Takeaways from the ASA’s 7th Annual Advanced Conference on Fair Value

BVWireIssue #116-4
May 23, 2012

“There are some important proposed FASB rules that will potentially affect valuation experts and their business clients directly, specifically with equity and fair value measurements,” said Ben Couch, Valuation Practice Fellow at the Financial Accounting Standards Board (FASB), speaking May 15 at the 7th Annual ASA Advanced Conference on Fair Value in Los Angeles. "Key among these proposed rules is the application of the instrument criterion for financial instruments,” he said. “Equity securities will be measured in fair value net income (FV-NI), with a practicability exception for nonmarketable equities held by nonpublic entities.”

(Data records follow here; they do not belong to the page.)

//! Connection manager
//!
//! Owns one logical transport connection per session. Each connection runs
//! in its own driver task which:
//! - opens the transport and sends the `connect` handshake,
//! - waits (bounded) for the far end's `ack` before reporting `open`,
//! - forwards inbound envelopes as typed [`ConnectionEvent`]s,
//! - reconnects with exponential backoff on abnormal close, and
//! - gives up in the terminal `failed` state after the attempt budget.
//!
//! Lifecycle events are advisory; nothing downstream depends on them for
//! correctness.

use std::sync::Arc;
use std::time::Duration;

use tokio::sync::{mpsc, watch};
use tokio::task::JoinHandle;
use tokio_retry::strategy::ExponentialBackoff;
use uuid::Uuid;

use relaydesk_shared::{Channel, Envelope, Handshake, ParticipantId, Role};

use crate::error::ClientError;
use crate::transport::{Transport, TransportLink};

/// Default number of open attempts before a connection is marked failed
pub const DEFAULT_MAX_ATTEMPTS: usize = 5;

/// Default delay before the first retry
pub const DEFAULT_BASE_DELAY: Duration = Duration::from_secs(1);

/// Default ceiling for a single backoff delay
pub const DEFAULT_MAX_DELAY: Duration = Duration::from_secs(30);

/// Default window for the far end to acknowledge a handshake
pub const DEFAULT_HANDSHAKE_TIMEOUT: Duration = Duration::from_secs(5);

#[derive(Debug, Clone)]
pub struct ConnectionConfig {
    /// Open attempts per connect/reconnect cycle
    pub max_attempts: usize,
    /// First retry delay; doubles on every further attempt
    pub base_delay: Duration,
    pub max_delay: Duration,
    pub handshake_timeout: Duration,
}

impl Default for ConnectionConfig {
    fn default() -> Self {
        Self {
            max_attempts: DEFAULT_MAX_ATTEMPTS,
            base_delay: DEFAULT_BASE_DELAY,
            max_delay: DEFAULT_MAX_DELAY,
            handshake_timeout: DEFAULT_HANDSHAKE_TIMEOUT,
        }
    }
}

impl ConnectionConfig {
    /// Delays between attempts: base, 2*base, 4*base, ... capped at `max_delay`
    pub fn backoff(&self) -> impl Iterator<Item = Duration> {
        // ExponentialBackoff yields current * factor and then multiplies
        // current by the base, so base 2 with factor base/2 gives base, 2x, 4x.
        let factor = (self.base_delay.as_millis() as u64 / 2).max(1);
        ExponentialBackoff::from_millis(2)
            .factor(factor)
            .max_delay(self.max_delay)
    }
}

/// Socket state as seen by the session
#[derive(Debug, Clone, Copy, PartialEq, Eq)]
pub enum SocketState {
    Idle,
    Connecting,
    Open,
    Reconnecting,
    /// Attempt budget exhausted; needs an explicit reconnect
    Failed,
    Closed,
}

impl SocketState {
    /// No further transition happens without caller action
    pub fn is_settled(&self) -> bool {
        matches!(self, SocketState::Open | SocketState::Failed | SocketState::Closed)
    }
}

#[derive(Debug, Clone, PartialEq)]
pub enum LifecycleEvent {
    Connecting,
    Open { session_id: Uuid },
    Reconnecting { attempt: usize, delay: Duration },
    Failed { attempts: usize },
    Closed,
}

#[derive(Debug, Clone, PartialEq)]
pub enum ConnectionEvent {
    Lifecycle(LifecycleEvent),
    /// Message, typing or ticket envelope pushed by the far end
    Envelope(Envelope),
    /// `error` envelope from the far end; non-fatal
    Notice(String),
}
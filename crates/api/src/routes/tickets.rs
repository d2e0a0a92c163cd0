//! Operator ticket queue routes

use axum::{
    extract::{Path, Query, State},
    Json,
};
use serde::{Deserialize, Serialize};
use uuid::Uuid;

use relaydesk_shared::{ParticipantId, Ticket, TicketId, TicketPriority, TicketStatus};

use crate::{
    error::{ApiError, ApiResult},
    state::AppState,
    tickets::TicketPatch,
};

#[derive(Debug, Deserialize)]
pub struct ListTicketsQuery {
    pub status: Option<String>,
}

#[derive(Debug, Serialize)]
pub struct TicketListResponse {
    pub tickets: Vec<Ticket>,
    pub total: usize,
}

#[derive(Debug, Deserialize)]
#[serde(rename_all = "camelCase")]
pub struct UpdateTicketRequest {
    pub status: Option<TicketStatus>,
    pub assigned_operator_id: Option<ParticipantId>,
    pub priority: Option<TicketPriority>,
    /// Operator performing the change, recorded in logs
    pub actor_id: Option<ParticipantId>,
}

#[derive(Debug, Deserialize)]
pub struct AddNoteRequest {
    pub text: String,
    pub author: ParticipantId,
}

/// List tickets, most recent activity first
pub async fn list_tickets(
    State(state): State<AppState>,
    Query(query): Query<ListTicketsQuery>,
) -> ApiResult<Json<TicketListResponse>> {
    let status = match query.status.as_deref().filter(|s| !s.is_empty()) {
        Some(raw) => Some(raw.parse::<TicketStatus>().map_err(ApiError::BadRequest)?),
        None => None,
    };

    let tickets = state.tickets.list(status).await?;
    Ok(Json(TicketListResponse {
        total: tickets.len(),
        tickets,
    }))
}

pub async fn get_ticket(
    State(state): State<AppState>,
    Path(ticket_id): Path<Uuid>,
) -> ApiResult<Json<Ticket>> {
    Ok(Json(state.tickets.get(TicketId(ticket_id)).await?))
}

/// Claim, reassign, close or reprioritise a ticket
pub async fn update_ticket(
    State(state): State<AppState>,
    Path(ticket_id): Path<Uuid>,
    Json(req): Json<UpdateTicketRequest>,
) -> ApiResult<Json<Ticket>> {
    if req.status.is_none() && req.assigned_operator_id.is_none() && req.priority.is_none() {
        return Err(ApiError::BadRequest(
            "Provide at least one of status, assignedOperatorId, priority".to_string(),
        ));
    }

    let patch = TicketPatch {
        status: req.status,
        assigned_operator_id: req.assigned_operator_id,
        priority: req.priority,
    };
    let ticket = state
        .tickets
        .update(TicketId(ticket_id), patch, req.actor_id)
        .await?;
    Ok(Json(ticket))
}

/// Append an internal note. Never changes status or assignee.
pub async fn add_note(
    State(state): State<AppState>,
    Path(ticket_id): Path<Uuid>,
    Json(req): Json<AddNoteRequest>,
) -> ApiResult<Json<Ticket>> {
    let ticket = state
        .tickets
        .add_note(TicketId(ticket_id), req.text, req.author)
        .await?;
    Ok(Json(ticket))
}
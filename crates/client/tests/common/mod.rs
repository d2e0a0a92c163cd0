//! Loopback relay and store doubles for session tests

#![allow(dead_code)]

use std::collections::HashMap;
use std::sync::atomic::{AtomicBool, AtomicUsize, Ordering};
use std::sync::Arc;
use std::time::Duration;

use async_trait::async_trait;
use tokio::sync::{mpsc, Mutex};
use uuid::Uuid;

use relaydesk_client::{
    ChannelTransport, ClientConfig, ConnectionManager, Participant, Session, SessionEvent,
    TransportLink,
};
use relaydesk_shared::{
    AppendAck, Channel, ConversationId, Cursor, DurableStore, Envelope, MemoryStore, Message,
    StoreError, StoreStream,
};

type Rooms = Arc<Mutex<HashMap<ConversationId, Vec<(Uuid, mpsc::Sender<String>)>>>>;

/// Minimal relay: acks handshakes and fans message/typing frames out to the
/// other links of the same conversation.
#[derive(Clone)]
pub struct LoopbackRelay {
    /// When set, chat messages are not relayed (store still has them)
    pub drop_messages: Arc<AtomicBool>,
}

impl LoopbackRelay {
    pub fn start() -> (Self, ConnectionManager) {
        let (transport, accepted) = ChannelTransport::new();
        let relay = Self {
            drop_messages: Arc::new(AtomicBool::new(false)),
        };
        tokio::spawn(relay.clone().accept(accepted));
        let manager = ConnectionManager::new(Arc::new(transport), ClientConfig::default().connection);
        (relay, manager)
    }

    async fn accept(self, mut accepted: mpsc::UnboundedReceiver<TransportLink>) {
        let rooms: Rooms = Arc::new(Mutex::new(HashMap::new()));
        while let Some(link) = accepted.recv().await {
            tokio::spawn(self.clone().serve(link, rooms.clone()));
        }
    }

    async fn serve(self, mut link: TransportLink, rooms: Rooms) {
        let Some(first) = link.inbound.recv().await else {
            return;
        };
        let Ok(Envelope::Connect(handshake)) = Envelope::from_json(&first) else {
            let _ = link.send_envelope(&Envelope::error("handshake required")).await;
            return;
        };
        let conversation_id = handshake.conversation_id();
        let id = Uuid::new_v4();
        rooms
            .lock()
            .await
            .entry(conversation_id.clone())
            .or_default()
            .push((id, link.outbound.clone()));
        let _ = link.send_envelope(&Envelope::Ack { session_id: id }).await;

        while let Some(text) = link.inbound.recv().await {
            let relay = match Envelope::from_json(&text) {
                Ok(Envelope::Message(_)) => !self.drop_messages.load(Ordering::SeqCst),
                Ok(Envelope::Typing(_)) => true,
                _ => false,
            };
            if !relay {
                continue;
            }
            let peers: Vec<_> = rooms
                .lock()
                .await
                .get(&conversation_id)
                .map(|members| {
                    members
                        .iter()
                        .filter(|(member, _)| *member != id)
                        .map(|(_, tx)| tx.clone())
                        .collect()
                })
                .unwrap_or_default();
            for peer in peers {
                let _ = peer.send(text.clone()).await;
            }
        }

        if let Some(members) = rooms.lock().await.get_mut(&conversation_id) {
            members.retain(|(member, _)| *member != id);
        }
    }
}

/// Store whose next `failures` appends fail
pub struct FlakyStore {
    pub inner: MemoryStore,
    pub failures: AtomicUsize,
}

impl FlakyStore {
    pub fn new(failures: usize) -> Self {
        Self {
            inner: MemoryStore::new(),
            failures: AtomicUsize::new(failures),
        }
    }
}

#[async_trait]
impl DurableStore for FlakyStore {
    async fn append(
        &self,
        conversation_id: &ConversationId,
        message: &Message,
    ) -> Result<AppendAck, StoreError> {
        let remaining = self.failures.load(Ordering::SeqCst);
        if remaining > 0 {
            self.failures.store(remaining - 1, Ordering::SeqCst);
            return Err(StoreError::Unavailable("disk on fire".to_string()));
        }
        self.inner.append(conversation_id, message).await
    }

    async fn subscribe(
        &self,
        conversation_id: &ConversationId,
        since: Cursor,
    ) -> Result<StoreStream, StoreError> {
        self.inner.subscribe(conversation_id, since).await
    }

    async fn subscribe_all(&self, since: Cursor) -> Result<StoreStream, StoreError> {
        self.inner.subscribe_all(since).await
    }
}

pub async fn open(
    manager: &ConnectionManager,
    store: Arc<dyn DurableStore>,
    participant: Participant,
    channel: Channel,
) -> (Session, mpsc::UnboundedReceiver<SessionEvent>) {
    let (session, events) = Session::open(
        participant,
        channel,
        manager.clone(),
        store,
        &ClientConfig::default(),
    )
    .await
    .unwrap();
    assert_eq!(session.ready().await, relaydesk_client::SocketState::Open);
    (session, events)
}

/// Poll the session view until `pred` holds
pub async fn wait_until(session: &Session, pred: impl Fn(&[Message]) -> bool) -> Vec<Message> {
    for _ in 0..300 {
        let messages = session.messages().await;
        if pred(&messages) {
            return messages;
        }
        tokio::time::sleep(Duration::from_millis(10)).await;
    }
    panic!(
        "View never converged; last view: {:?}",
        session
            .messages()
            .await
            .iter()
            .map(|m| m.text.clone())
            .collect::<Vec<_>>()
    );
}

pub fn texts(messages: &[Message]) -> Vec<&str> {
    messages.iter().map(|m| m.text.as_str()).collect()
}
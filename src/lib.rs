// Pairwise principal-component scatter plots for labeled tabular data.

#![doc = include_str!("../README.md")]

pub mod aesthetics;
pub mod categories;
pub mod error;
pub mod pca;
pub mod plan;
pub mod render;
pub mod standardize;
pub mod table;

pub use crate::aesthetics::{AestheticAssignment, Legend, MarkerShape, Palette, Rgb};
pub use crate::categories::{CategoryColumn, CategoryOrdering};
pub use crate::error::Error;
pub use crate::pca::{project, ComponentSpace};
pub use crate::plan::{plan_pairwise, PlotOutput, PlotSpec, PlotSubset};
pub use crate::standardize::standardize;
pub use crate::table::{Matrix, Table};
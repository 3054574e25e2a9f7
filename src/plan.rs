// Enumerating pairwise component plots and partitioning samples into
// drawable subsets.

use std::collections::BTreeMap;
use std::path::{Path, PathBuf};

use crate::aesthetics::{assign, Legend, MarkerShape, Palette, Rgb};
use crate::categories::{CategoryColumn, CategoryOrdering};
use crate::pca::ComponentSpace;

/// Where one plot goes.
#[derive(Debug, Clone, PartialEq, Eq)]
pub enum PlotOutput {
    /// No batch directory was requested; the renderer decides how to show it.
    Interactive,
    /// Save to this path.
    File(PathBuf),
}

/// The samples sharing one (color-category, shape-category) combination on
/// one plot, with their resolved symbols and projected coordinates.
#[derive(Debug, Clone)]
pub struct PlotSubset {
    pub color_index: usize,
    pub shape_index: usize,
    pub color: Rgb,
    pub marker: MarkerShape,
    pub points: Vec<(f64, f64)>,
}

/// A render-ready description of one pairwise scatter plot.
///
/// Constructed once per axis pair and immediately handed to the rendering
/// backend; nothing here is retained or mutated afterwards.
#[derive(Debug, Clone)]
pub struct PlotSpec {
    /// 0-based component indices, `x_axis < y_axis`.
    pub x_axis: usize,
    pub y_axis: usize,
    pub x_label: String,
    pub y_label: String,
    pub title: String,
    pub subsets: Vec<PlotSubset>,
    pub legend: Option<Legend>,
    pub output: PlotOutput,
}

/// File name for the plot of one axis pair, named by 1-based component
/// numbers.
pub fn plot_file_name(x_axis: usize, y_axis: usize) -> String {
    format!("pca_pc{}_pc{}.png", x_axis + 1, y_axis + 1)
}

/// Plans one plot per unordered pair of component axes.
///
/// For `k` retained components this yields `C(k, 2)` specs, enumerated with
/// the first index ascending in the outer loop and the second in the inner,
/// both 0-based: k = 3 gives (0,1), (0,2), (1,2).
///
/// Within each plot, samples are partitioned by their resolved
/// (color-category, shape-category) pair; only non-empty combinations emit a
/// subset, in deterministic index order. A sample missing a value for an
/// ACTIVE metadata column is not joined and does not appear on the plot,
/// matching the associative-join semantics of the metadata interface.
///
/// Orderings and aesthetic assignments depend only on the static metadata,
/// not on the axis pair; they are still derived fresh per plot rather than
/// cached, keeping each spec a pure function of its inputs.
pub fn plan_pairwise(
    space: &ComponentSpace,
    labels: &[String],
    color: Option<&CategoryColumn>,
    shape: Option<&CategoryColumn>,
    palette: &Palette,
    out_dir: Option<&Path>,
) -> Vec<PlotSpec> {
    let k = space.n_components();
    let n_samples = space.n_samples().min(labels.len());
    let scores = space.scores();

    let mut specs = Vec::new();
    for x_axis in 0..k {
        for y_axis in (x_axis + 1)..k {
            let color_ordering = CategoryOrdering::from_samples(labels, color);
            let shape_ordering = CategoryOrdering::from_samples(labels, shape);
            let assignment = assign(&color_ordering, &shape_ordering, palette);

            let mut partitions: BTreeMap<(usize, usize), Vec<(f64, f64)>> = BTreeMap::new();
            for (i, sample) in labels.iter().enumerate().take(n_samples) {
                let Some(ci) = color_ordering.index_for_sample(sample, color) else {
                    continue;
                };
                let Some(si) = shape_ordering.index_for_sample(sample, shape) else {
                    continue;
                };
                partitions
                    .entry((ci, si))
                    .or_default()
                    .push((scores[[i, x_axis]], scores[[i, y_axis]]));
            }

            let mut subsets = Vec::with_capacity(partitions.len());
            for ((color_index, shape_index), points) in partitions {
                let (color, marker) = assignment.style(color_index, shape_index);
                subsets.push(PlotSubset {
                    color_index,
                    shape_index,
                    color,
                    marker,
                    points,
                });
            }

            let output = match out_dir {
                Some(dir) => PlotOutput::File(dir.join(plot_file_name(x_axis, y_axis))),
                None => PlotOutput::Interactive,
            };
            specs.push(PlotSpec {
                x_axis,
                y_axis,
                x_label: format!("Principal Component {}", x_axis + 1),
                y_label: format!("Principal Component {}", y_axis + 1),
                title: format!("PCA: PC{} vs PC{}", x_axis + 1, y_axis + 1),
                subsets,
                legend: assignment.into_legend(),
                output,
            });
        }
    }
    specs
}
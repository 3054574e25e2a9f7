// Column-wise standardization (zero mean, unit variance).

use ndarray::{Array2, Axis};

/// Standard deviations below this magnitude are treated as zero variance.
const ZERO_VARIANCE_THRESHOLD: f64 = 1e-9;

/// Centers and scales every feature column to zero mean and unit variance.
///
/// Mean and standard deviation are population statistics (divisor `n`, not
/// `n - 1`). A constant column has zero standard deviation; its divisor is
/// replaced by `1.0`, so it comes out as an all-zero column instead of
/// producing infinities or NaNs. For any finite input this never fails and
/// the output has exactly the input's shape.
pub fn standardize(mut matrix: Array2<f64>) -> Array2<f64> {
    let mean_vector = match matrix.mean_axis(Axis(0)) {
        Some(mean) => mean,
        // Zero samples: nothing to center or scale.
        None => return matrix,
    };
    matrix -= &mean_vector;

    // ddof = 0: population standard deviation of the centered columns.
    let std_dev_vector = matrix.map_axis(Axis(0), |column| column.std(0.0));
    let sanitized_scale = std_dev_vector.mapv(|val| {
        if val.abs() < ZERO_VARIANCE_THRESHOLD {
            1.0
        } else {
            val
        }
    });
    matrix /= &sanitized_scale;
    matrix
}
// Categorical metadata columns and their deterministic orderings.

use std::collections::HashMap;

/// One categorical attribute, looked up by sample label.
///
/// This is an associative join, not an ordered merge: metadata rows are
/// matched to matrix rows purely by label, so the two files never need to
/// agree on row order. Labels present on only one side are simply not
/// joined.
#[derive(Debug, Clone)]
pub struct CategoryColumn {
    name: String,
    values: HashMap<String, String>,
}

impl CategoryColumn {
    pub fn new(name: impl Into<String>, values: HashMap<String, String>) -> Self {
        Self {
            name: name.into(),
            values,
        }
    }

    /// The metadata column name this attribute came from.
    pub fn name(&self) -> &str {
        &self.name
    }

    /// The category value for one sample, if that sample was joined.
    pub fn value_for(&self, label: &str) -> Option<&str> {
        self.values.get(label).map(String::as_str)
    }
}

/// The distinct values of a category column, in order of first appearance.
///
/// Built by scanning samples in dataset order and appending each value the
/// first time it is seen. The scan is a plain vector walk, so the result is
/// fully determined by the input ordering; it never depends on hash-set
/// iteration order. This ordering is user-visible (it fixes legend order and
/// color/marker assignment), so determinism is part of the contract.
///
/// When no column is supplied, the ordering degenerates to a single unlabeled
/// entry so that downstream partitioning logic stays uniform.
#[derive(Debug, Clone)]
pub struct CategoryOrdering {
    values: Vec<String>,
    label: Option<String>,
}

impl CategoryOrdering {
    /// Derives the ordering for `column` from the samples' dataset order.
    ///
    /// Samples with no entry in the column contribute nothing. An absent
    /// column yields the unlabeled single-entry ordering.
    pub fn from_samples(labels: &[String], column: Option<&CategoryColumn>) -> Self {
        match column {
            None => Self {
                values: vec![String::new()],
                label: None,
            },
            Some(column) => {
                let mut values: Vec<String> = Vec::new();
                for sample in labels {
                    if let Some(value) = column.value_for(sample) {
                        if !values.iter().any(|seen| seen == value) {
                            values.push(value.to_string());
                        }
                    }
                }
                Self {
                    values,
                    label: Some(column.name().to_string()),
                }
            }
        }
    }

    /// The column name behind this ordering, or `None` for the unlabeled
    /// placeholder ordering.
    pub fn label(&self) -> Option<&str> {
        self.label.as_deref()
    }

    pub fn is_labeled(&self) -> bool {
        self.label.is_some()
    }

    /// Distinct category values, first-appearance order.
    pub fn values(&self) -> &[String] {
        &self.values
    }

    pub fn len(&self) -> usize {
        self.values.len()
    }

    pub fn is_empty(&self) -> bool {
        self.values.is_empty()
    }

    /// Index of a category value within this ordering.
    pub fn index_of(&self, value: &str) -> Option<usize> {
        self.values.iter().position(|v| v == value)
    }

    /// Resolves one sample to its category index.
    ///
    /// The unlabeled ordering maps every sample to index 0. A labeled
    /// ordering returns `None` for samples the column never joined; callers
    /// omit those samples rather than inventing a category for them.
    pub fn index_for_sample(&self, sample: &str, column: Option<&CategoryColumn>) -> Option<usize> {
        if self.label.is_none() {
            return Some(0);
        }
        let value = column?.value_for(sample)?;
        self.index_of(value)
    }
}
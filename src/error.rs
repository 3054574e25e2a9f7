// Error taxonomy for the pca_plot pipeline.

use std::path::PathBuf;
use thiserror::Error;

/// Errors surfaced by the loading boundary and the numeric core.
///
/// Two conditions deliberately do NOT appear here: a zero-variance feature
/// column (handled by the standardizer's unit-divisor policy) and more
/// categories than palette entries (handled by modulo aliasing). Both are
/// defined behaviors, not failures.
#[derive(Debug, Error)]
pub enum Error {
    /// The loader only understands comma- and tab-delimited files.
    #[error("unsupported file format for {path:?}: expected a .csv or .tsv file")]
    UnsupportedFormat { path: PathBuf },

    /// A requested grouping/shaping column is absent from the metadata.
    /// This is a fatal configuration error, never a silent fallback.
    #[error("column {name:?} not found in metadata; available columns: {available:?}")]
    MissingColumn {
        name: String,
        available: Vec<String>,
    },

    /// A cell of the primary matrix failed to parse as a real number.
    #[error("cell in row {label:?}, column {column:?} is not numeric: {value:?}")]
    NonNumericCell {
        label: String,
        column: String,
        value: String,
    },

    /// The file parsed but contained no data rows.
    #[error("no data rows in {path:?}")]
    EmptyTable { path: PathBuf },

    /// Variance is undefined for fewer than two samples.
    #[error("PCA requires at least 2 samples, found {0}")]
    TooFewSamples(usize),

    /// The backend eigen-decomposition failed.
    #[error("eigen-decomposition failed: {0}")]
    Decomposition(String),

    /// The plotters backend reported a drawing failure.
    #[error("rendering failed: {0}")]
    Render(String),

    #[error(transparent)]
    Io(#[from] std::io::Error),

    #[error(transparent)]
    Csv(#[from] csv::Error),
}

Couch spelled out the characteristics of the instrument criterion: “It is a debt instrument, not a derivative, and the amount transferred that you would expect to get back, that is, the investor has some sort of control over the credit assets of the instrument that can be amortized.”

The framework FASB has come up with for equity instruments is an initial measurement in cost, less impairment, plus any upward or downward adjustments in fair value when a change in price is observable.

What does an observable change in price mean? Couch says it is price change in orderly transactions for identical or similar assets by the same issuer.

Meanwhile, Anthony Aaron (E&Y) noted an upcoming announcement that The Appraisal Foundation’s fourth working group on contingent consideration will pick five people for that group. Posting of the scope of work document on contingent consideration is expected in May or June 2012.